Título: Uma facada sem autor conhecido
Autor: Luiza Damé/Rodrigo Hirose
Fonte: O Globo, 30/12/2005, O País, p. 3

Em entrevista ao 'Fantástico', Lula de novo não diz quem o traiu; Delúbio tem bem bloqueado

Mais uma vez, o presidente Luiz Inácio Lula da Silva evitou dar o nome de quem o traiu no escândalo de corrupção envolvendo o PT e integrantes do governo mas disse que todo o episódio foi como uma facada nas suas costas. Em entrevista ao "Fantástico", da Rede Globo, que será exibida neste domingo, o presidente admitiu que há indícios de responsabilidade do ex-tesoureiro do PT Delúbio Soares.
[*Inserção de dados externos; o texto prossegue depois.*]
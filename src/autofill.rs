//! Fills a name field from an identifier lookup service (ORCID-style), given the identifier typed into another field.
//!
//! Lookups are fire-and-forget: the response updates the target field whenever it arrives.
//! Overlapping lookups are neither cancelled nor coalesced, so the last response to arrive wins.

use crate::{error::FormError, logging::shown};
use core::future::Future;
use serde::Deserialize;
use tracing::{debug, error, instrument, trace_span, warn, Instrument};
use wasm_bindgen::{closure::Closure, JsCast};
use wasm_bindgen_futures::{spawn_local, JsFuture};
use web_sys::{Element, HtmlInputElement, Response};

const PENDING_CLASS: &str = "alert-info";
const ERROR_CLASS: &str = "alert-error";

/// Substitutes the percent-encoded `query` for the last `?` of `template`.
///
/// `https://example.org/v1/?/person.json` with `0000-0001` becomes `https://example.org/v1/0000-0001/person.json`.
#[must_use]
pub fn lookup_url(template: &str, query: &str) -> String {
	match template.rsplit_once('?') {
		Some((prefix, suffix)) => format!("{prefix}{}{suffix}", urlencoding::encode(query)),
		None => format!("{}{template}", urlencoding::encode(query)),
	}
}

#[derive(Debug, Deserialize)]
struct Record {
	#[serde(rename = "first-name")]
	first_name: Option<String>,
	#[serde(rename = "family-name")]
	family_name: Option<String>,
}

/// Extracts `"first family"` from a lookup response.
///
/// Records missing either part, or with both parts empty, are skipped. The last usable record wins.
pub fn parse_response(body: &str) -> Result<String, FormError> {
	let records: Vec<Record> = serde_json::from_str(body).map_err(|error| FormError::LookupFailure(format!("malformed response: {error}")))?;
	records
		.into_iter()
		.filter_map(|record| match (record.first_name, record.family_name) {
			(Some(first), Some(family)) if !(first.is_empty() && family.is_empty()) => Some(format!("{first} {family}").trim().to_owned()),
			_ => None,
		})
		.last()
		.ok_or_else(|| FormError::LookupFailure("no record with a name".to_owned()))
}

/// Which field a failed lookup marks as erroneous.
#[derive(Debug, Clone, Copy, PartialEq, Eq)]
pub enum Blame {
	/// The service answered with records lacking name fields, which it does for unknown identifiers.
	Identifier,
	/// Anything else: transport failures, malformed bodies, records with empty names.
	Target,
}

/// Assigns a failed response `body` to the field that gets marked.
#[must_use]
pub fn blame(body: &str) -> Blame {
	match serde_json::from_str::<Vec<Record>>(body) {
		Ok(records) if records.iter().any(|record| record.first_name.is_none() || record.family_name.is_none()) => Blame::Identifier,
		_ => Blame::Target,
	}
}

async fn fetch_text(url: &str) -> Result<String, FormError> {
	let window = web_sys::window().ok_or_else(|| FormError::LookupFailure("no window".to_owned()))?;
	let response: Response = JsFuture::from(window.fetch_with_str(url)).await?.dyn_into()?;
	if !response.ok() {
		return Err(FormError::LookupFailure(format!("HTTP status {}", response.status())));
	}
	let text = JsFuture::from(response.text()?).await?;
	text.as_string().ok_or_else(|| FormError::LookupFailure("response body is not text".to_owned()))
}

/// Form group wrapping an input, which carries the pending and error styling.
fn container(input: &Element) -> Option<Element> {
	input.parent_element()?.parent_element()
}

fn set_class(input: &Element, class: &str, on: bool) {
	if let Some(container) = container(input) {
		if let Err(error) = container.class_list().toggle_with_force(class, on) {
			error!("Failed to toggle {:?}: {:?}", class, error);
		}
	}
}

/// Options of an autofill button, usually read from its `data-module-*` attributes.
#[derive(Debug, Clone, PartialEq, Eq, Deserialize)]
pub struct AutofillOptions {
	/// Name of the identifier input.
	pub from: String,
	/// Name of the input to fill.
	pub to: String,
	/// Lookup URL template, see [`lookup_url`].
	pub source: String,
}

fn input_named(name: &str) -> Option<HtmlInputElement> {
	let document = web_sys::window()?.document()?;
	let selector = format!("[name=\"{name}\"]");
	match document.query_selector(&selector) {
		Ok(element) => element?.dyn_into().ok(),
		Err(error) => {
			error!("Invalid selector {:?}: {:?}", selector, error);
			None
		}
	}
}

/// Marks the target field as pending and returns the request, which settles the target's styling once it completes.
///
/// Returns [`None`] if there is nothing to look up. An empty identifier marks the identifier field as erroneous instead.
pub fn begin_lookup(options: &AutofillOptions) -> Option<impl Future<Output = ()>> {
	let (from, to) = match (input_named(&options.from), input_named(&options.to)) {
		(Some(from), Some(to)) => (from, to),
		_ => {
			warn!("Autofill inputs {:?} -> {:?} not found.", options.from, options.to);
			return None;
		}
	};
	let query = from.value();
	if query.is_empty() {
		set_class(&from, ERROR_CLASS, true);
		return None;
	}

	set_class(&to, PENDING_CLASS, true);
	let url = lookup_url(&options.source, &query);
	debug!("Looking up {}", shown(&url));
	Some(async move {
		let outcome = match fetch_text(&url).await {
			Ok(body) => parse_response(&body).map_err(|error| (error, blame(&body))),
			Err(error) => Err((error, Blame::Target)),
		};
		match outcome {
			Ok(name) => {
				debug!("Lookup resolved to {}", shown(&name));
				to.set_value(&name);
				set_class(&from, ERROR_CLASS, false);
			}
			Err((error, blamed)) => {
				warn!("{}", error);
				let field = match blamed {
					Blame::Identifier => &from,
					Blame::Target => &to,
				};
				set_class(field, ERROR_CLASS, true);
			}
		}
		set_class(&to, PENDING_CLASS, false);
	})
}

/// Starts one lookup in the background. The inputs are looked up by name at call time.
#[instrument]
pub fn lookup(options: &AutofillOptions) {
	if let Some(request) = begin_lookup(options) {
		spawn_local(request.instrument(trace_span!("autofill response", to = options.to.as_str())));
	}
}

/// A click listener that runs [`lookup`]. Removed from the button on drop.
pub struct AutofillBinding {
	button: Element,
	handler: Closure<dyn Fn()>,
}

impl AutofillBinding {
	pub fn new(button: Element, options: AutofillOptions) -> Result<Self, FormError> {
		let handler = Closure::wrap(Box::new(move || lookup(&options)) as Box<dyn Fn()>);
		button.add_event_listener_with_callback("click", handler.as_ref().unchecked_ref())?;
		Ok(Self { button, handler })
	}

	/// Reads [`AutofillOptions`] from the button's `data-module-*` attributes.
	pub fn from_element(button: Element) -> Result<Self, FormError> {
		let options = crate::options::from_element(&button)?;
		Self::new(button, options)
	}
}

impl Drop for AutofillBinding {
	fn drop(&mut self) {
		if let Err(error) = self.button.remove_event_listener_with_callback("click", self.handler.as_ref().unchecked_ref()) {
			error!("Failed to remove autofill listener: {:?}", error);
		}
	}
}

impl core::fmt::Debug for AutofillBinding {
	fn fmt(&self, f: &mut core::fmt::Formatter<'_>) -> core::fmt::Result {
		f.debug_struct("AutofillBinding").field("button", &self.button).finish_non_exhaustive()
	}
}
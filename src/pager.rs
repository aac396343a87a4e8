//! Previous/next navigation across the tabs of the dataset form, with a dot progress indicator.

#[derive(Debug, Clone, Copy, PartialEq, Eq)]
pub enum Dot {
	Empty,
	Filled,
}

#[derive(Debug, Clone, Copy, PartialEq, Eq)]
pub struct TabPager {
	count: usize,
	active: usize,
}

impl TabPager {
	/// Starts on the first tab.
	#[must_use]
	pub fn new(count: usize) -> Self {
		Self { count, active: 0 }
	}

	#[must_use]
	pub fn active(&self) -> usize {
		self.active
	}

	#[must_use]
	pub fn count(&self) -> usize {
		self.count
	}

	/// Records that tab `index` was shown. Out of range indices are ignored and return `false`.
	pub fn select(&mut self, index: usize) -> bool {
		if index < self.count {
			self.active = index;
			true
		} else {
			false
		}
	}

	pub fn next(&mut self) -> Option<usize> {
		self.can_next().then(|| {
			self.active += 1;
			self.active
		})
	}

	pub fn prev(&mut self) -> Option<usize> {
		self.can_prev().then(|| {
			self.active -= 1;
			self.active
		})
	}

	#[must_use]
	pub fn can_prev(&self) -> bool {
		self.active > 0
	}

	#[must_use]
	pub fn can_next(&self) -> bool {
		self.active + 1 < self.count
	}

	/// One dot per tab, filled for the active one.
	#[must_use]
	pub fn indicator(&self) -> Vec<Dot> {
		(0..self.count).map(|i| if i == self.active { Dot::Filled } else { Dot::Empty }).collect()
	}
}
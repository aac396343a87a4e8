//! Keyed state of one repeatable form field.
//!
//! A [`RepeatableGroupModel`] holds the groups of a single field (one per language, one per search row, one per custom key/value pair)
//! in insertion order. Groups are addressed by a stable [`GroupKey`], never by their current position,
//! so removing one group leaves every other group's key (and therefore its serialized input names) untouched.

use crate::{error::FormError, name::SEPARATOR};
use core::{
	fmt::{self, Display},
	str::FromStr,
};
use indexmap::{map::Entry, IndexMap};
use tracing::{instrument, trace};

/// Stable identifier of one group within a [`RepeatableGroupModel`].
///
/// The textual form is unambiguous: all-digit text is always an [`Index`](`GroupKey::Index`),
/// and language codes can't contain `_`, so they never collide with the name separator.
#[derive(Debug, Clone, PartialEq, Eq, Hash, PartialOrd, Ord)]
pub enum GroupKey {
	Language(LanguageCode),
	Index(u32),
}

/// A normalized language code. Only [`GroupKey::language`] creates these, so a code is never empty, numeric or separator-bearing.
#[derive(Debug, Clone, PartialEq, Eq, Hash, PartialOrd, Ord)]
pub struct LanguageCode(String);

impl LanguageCode {
	#[must_use]
	pub fn as_str(&self) -> &str {
		&self.0
	}
}

impl Display for LanguageCode {
	fn fmt(&self, f: &mut fmt::Formatter<'_>) -> fmt::Result {
		f.write_str(&self.0)
	}
}

impl GroupKey {
	/// Validates and normalizes a language code.
	///
	/// The two-letter UI codes `fi` and `en` are mapped to the three-letter codes used for stored values.
	pub fn language(code: &str) -> Result<Self, FormError> {
		let code = normalize_language(code);
		if code.is_empty() {
			return Err(FormError::Validation("empty language code".to_owned()));
		}
		if code.bytes().all(|b| b.is_ascii_digit()) {
			return Err(FormError::Validation(format!("language code {code:?} is numeric")));
		}
		if !code.bytes().all(|b| b.is_ascii_alphanumeric() || b == b'-') {
			return Err(FormError::Validation(format!("language code {code:?} contains reserved characters")));
		}
		Ok(Self::Language(LanguageCode(code.to_owned())))
	}

	#[must_use]
	pub fn index(index: u32) -> Self {
		Self::Index(index)
	}

	#[must_use]
	pub fn as_index(&self) -> Option<u32> {
		match *self {
			Self::Index(index) => Some(index),
			Self::Language(_) => None,
		}
	}
}

impl Display for GroupKey {
	fn fmt(&self, f: &mut fmt::Formatter<'_>) -> fmt::Result {
		match self {
			Self::Language(code) => Display::fmt(code, f),
			Self::Index(index) => write!(f, "{index}"),
		}
	}
}

impl FromStr for GroupKey {
	type Err = FormError;

	fn from_str(s: &str) -> Result<Self, Self::Err> {
		if !s.is_empty() && s.bytes().all(|b| b.is_ascii_digit()) {
			s.parse().map(Self::Index).map_err(|_| FormError::Validation(format!("index {s:?} out of range")))
		} else {
			Self::language(s)
		}
	}
}

impl From<u32> for GroupKey {
	fn from(index: u32) -> Self {
		Self::Index(index)
	}
}

/// Maps the UI language codes to the codes stored with multilingual values.
#[must_use]
pub fn normalize_language(code: &str) -> &str {
	match code {
		"fi" => "fin",
		"en" => "eng",
		other => other,
	}
}

/// Checks that `role` can be embedded in a synthesized name.
pub fn validate_role(role: &str) -> Result<(), FormError> {
	if role.is_empty() {
		Err(FormError::Validation("empty role".to_owned()))
	} else if role.contains(SEPARATOR) {
		Err(FormError::Validation(format!("role {role:?} contains the name separator")))
	} else {
		Ok(())
	}
}

/// The values of one group, by role, in insertion order.
#[derive(Debug, Clone, Default, PartialEq, Eq)]
pub struct FieldGroup {
	values: IndexMap<String, String>,
}

impl FieldGroup {
	#[must_use]
	pub fn new() -> Self {
		Self::default()
	}

	/// Convenience constructor for the common single-input group, stored under the role `"value"`.
	#[must_use]
	pub fn single(value: impl Into<String>) -> Self {
		let mut group = Self::new();
		group.values.insert("value".to_owned(), value.into());
		group
	}

	/// Builds a group from `(role, value)` pairs, rejecting roles that can't be named.
	pub fn from_pairs<R: Into<String>, V: Into<String>>(pairs: impl IntoIterator<Item = (R, V)>) -> Result<Self, FormError> {
		let mut group = Self::new();
		for (role, value) in pairs {
			group.set(role.into(), value.into())?;
		}
		Ok(group)
	}

	pub fn set(&mut self, role: String, value: String) -> Result<(), FormError> {
		validate_role(&role)?;
		self.values.insert(role, value);
		Ok(())
	}

	#[must_use]
	pub fn get(&self, role: &str) -> Option<&str> {
		self.values.get(role).map(String::as_str)
	}

	pub fn iter(&self) -> impl Iterator<Item = (&str, &str)> {
		self.values.iter().map(|(role, value)| (role.as_str(), value.as_str()))
	}

	#[must_use]
	pub fn len(&self) -> usize {
		self.values.len()
	}

	#[must_use]
	pub fn is_empty(&self) -> bool {
		self.values.is_empty()
	}
}

/// One `(key, role, value)` entry of a [`RepeatableGroupModel::snapshot`].
#[derive(Debug, Clone, PartialEq, Eq)]
pub struct SnapshotEntry {
	pub key: GroupKey,
	pub role: String,
	pub value: String,
}

/// Whether the owning form field may be left without any groups.
#[derive(Debug, Clone, Copy, PartialEq, Eq)]
pub enum Policy {
	Optional,
	Mandatory,
}

#[derive(Debug, Clone)]
pub struct RepeatableGroupModel {
	groups: IndexMap<GroupKey, FieldGroup>,
	active: Option<GroupKey>,
	policy: Policy,
	index_hint: u32,
}

impl RepeatableGroupModel {
	/// An empty model for a field that may be left blank.
	#[must_use]
	pub fn optional() -> Self {
		Self {
			groups: IndexMap::new(),
			active: None,
			policy: Policy::Optional,
			index_hint: 0,
		}
	}

	/// A mandatory model always starts out with one group, which is also active.
	#[must_use]
	pub fn mandatory(key: GroupKey, group: FieldGroup) -> Self {
		let mut groups = IndexMap::new();
		groups.insert(key.clone(), group);
		Self {
			groups,
			active: Some(key),
			policy: Policy::Mandatory,
			index_hint: 0,
		}
	}

	/// Builds a model from initial values, in order. The first group is active.
	///
	/// # Errors
	///
	/// [`FormError::DuplicateKey`] if a key repeats,
	/// [`FormError::LastGroup`] if `policy` is [`Policy::Mandatory`] but `groups` is empty.
	pub fn from_groups(policy: Policy, groups: impl IntoIterator<Item = (GroupKey, FieldGroup)>) -> Result<Self, FormError> {
		let mut model = Self::optional();
		model.policy = policy;
		for (key, group) in groups {
			match model.groups.entry(key) {
				Entry::Occupied(occupied) => return Err(FormError::DuplicateKey(occupied.key().clone())),
				Entry::Vacant(vacant) => {
					vacant.insert(group);
				}
			}
		}
		if policy == Policy::Mandatory && model.groups.is_empty() {
			return Err(FormError::LastGroup(None));
		}
		model.active = model.groups.keys().next().cloned();
		Ok(model)
	}

	/// Lower bound for [`next_index`](`Self::next_index`), typically the server-rendered row count.
	pub fn set_index_hint(&mut self, hint: u32) {
		self.index_hint = hint;
	}

	#[instrument(skip(self, initial_values))]
	pub fn add_group(&mut self, key: GroupKey, initial_values: FieldGroup) -> Result<(), FormError> {
		match self.groups.entry(key) {
			Entry::Occupied(occupied) => Err(FormError::DuplicateKey(occupied.key().clone())),
			Entry::Vacant(vacant) => {
				self.active = Some(vacant.key().clone());
				vacant.insert(initial_values);
				trace!("Added group. {} group(s) now.", self.groups.len());
				Ok(())
			}
		}
	}

	/// Removes the group and returns its last values.
	#[instrument(skip(self))]
	pub fn remove_group(&mut self, key: &GroupKey) -> Result<FieldGroup, FormError> {
		if !self.groups.contains_key(key) {
			return Err(FormError::NotFound(key.clone()));
		}
		if self.policy == Policy::Mandatory && self.groups.len() == 1 {
			return Err(FormError::LastGroup(Some(key.clone())));
		}
		// `shift_remove` keeps the insertion order of the remaining groups.
		let removed = self.groups.shift_remove(key).ok_or_else(|| FormError::NotFound(key.clone()))?;
		if self.active.as_ref() == Some(key) {
			self.active = self.groups.keys().next().cloned();
			trace!(promoted = ?self.active, "Removed the active group.");
		}
		Ok(removed)
	}

	pub fn set_value(&mut self, key: &GroupKey, role: &str, value: impl Into<String>) -> Result<(), FormError> {
		let group = self.groups.get_mut(key).ok_or_else(|| FormError::NotFound(key.clone()))?;
		group.set(role.to_owned(), value.into())
	}

	pub fn set_active(&mut self, key: &GroupKey) -> Result<(), FormError> {
		if !self.groups.contains_key(key) {
			return Err(FormError::NotFound(key.clone()));
		}
		self.active = Some(key.clone());
		Ok(())
	}

	/// All values as `(key, role, value)` triples, groups in insertion order and roles in insertion order within each group.
	#[must_use]
	pub fn snapshot(&self) -> Vec<SnapshotEntry> {
		self.groups
			.iter()
			.flat_map(|(key, group)| {
				group.iter().map(move |(role, value)| SnapshotEntry {
					key: key.clone(),
					role: role.to_owned(),
					value: value.to_owned(),
				})
			})
			.collect()
	}

	/// A fresh positional key that doesn't disturb any existing one.
	#[must_use]
	pub fn next_index(&self) -> GroupKey {
		let next = self.groups.keys().filter_map(GroupKey::as_index).map(|i| i.saturating_add(1)).max().unwrap_or(0);
		GroupKey::Index(next.max(self.index_hint))
	}

	/// Initial values for a group derived from `key`: roles in `keep` carry their value over, all others start blank.
	pub fn template_from(&self, key: &GroupKey, keep: &[String]) -> Result<FieldGroup, FormError> {
		let source = self.get(key).ok_or_else(|| FormError::NotFound(key.clone()))?;
		let mut template = FieldGroup::new();
		for (role, value) in source.iter() {
			let value = if keep.iter().any(|kept| kept == role) { value } else { "" };
			template.set(role.to_owned(), value.to_owned())?;
		}
		Ok(template)
	}

	#[must_use]
	pub fn get(&self, key: &GroupKey) -> Option<&FieldGroup> {
		self.groups.get(key)
	}

	#[must_use]
	pub fn value(&self, key: &GroupKey, role: &str) -> Option<&str> {
		self.get(key).and_then(|group| group.get(role))
	}

	#[must_use]
	pub fn contains(&self, key: &GroupKey) -> bool {
		self.groups.contains_key(key)
	}

	pub fn keys(&self) -> impl Iterator<Item = &GroupKey> {
		self.groups.keys()
	}

	#[must_use]
	pub fn last_key(&self) -> Option<&GroupKey> {
		self.groups.keys().last()
	}

	#[must_use]
	pub fn active(&self) -> Option<&GroupKey> {
		self.active.as_ref()
	}

	#[must_use]
	pub fn is_mandatory(&self) -> bool {
		self.policy == Policy::Mandatory
	}

	#[must_use]
	pub fn len(&self) -> usize {
		self.groups.len()
	}

	#[must_use]
	pub fn is_empty(&self) -> bool {
		self.groups.is_empty()
	}
}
- Não interessa se foi A, B ou C. Todo o episódio foi como uma facada nas minhas costas - disse Lula, ao responder à pergunta do jornalista Pedro Bial sobre quem o traiu.

No mesmo dia, em Goiânia, o juiz da 3ª Vara da Fazenda Pública em Goiás, Ari Ferreira de Queiroz, determinou a indisponibilidade de um carro de propriedade de Delúbio. O veículo (um Chevrolet Ômega CD), ano 2004, é avaliado em R$54 mil e será usado como parte do pagamento de R$164.695,51 que o ex-tesoureiro teria recebido irregularmente da Secretaria de Educação de Goiás. Segundo ação por apropriação indébita movida pelo Ministério Público, Delúbio teria recebido sem trabalhar por nove anos.

Este período corresponde ao tempo em que o ex-tesoureiro, que era professor de matemática no Colégio Estadual Lyceu de Goiânia, esteve à disposição da CUT. Na decisão, o juiz argumentou que Delúbio "mora há 16 anos em São Paulo" e, portanto, não poderia estar prestando serviços ao estado que justificassem que ele continuasse recebendo da Secretaria estadual de Educação.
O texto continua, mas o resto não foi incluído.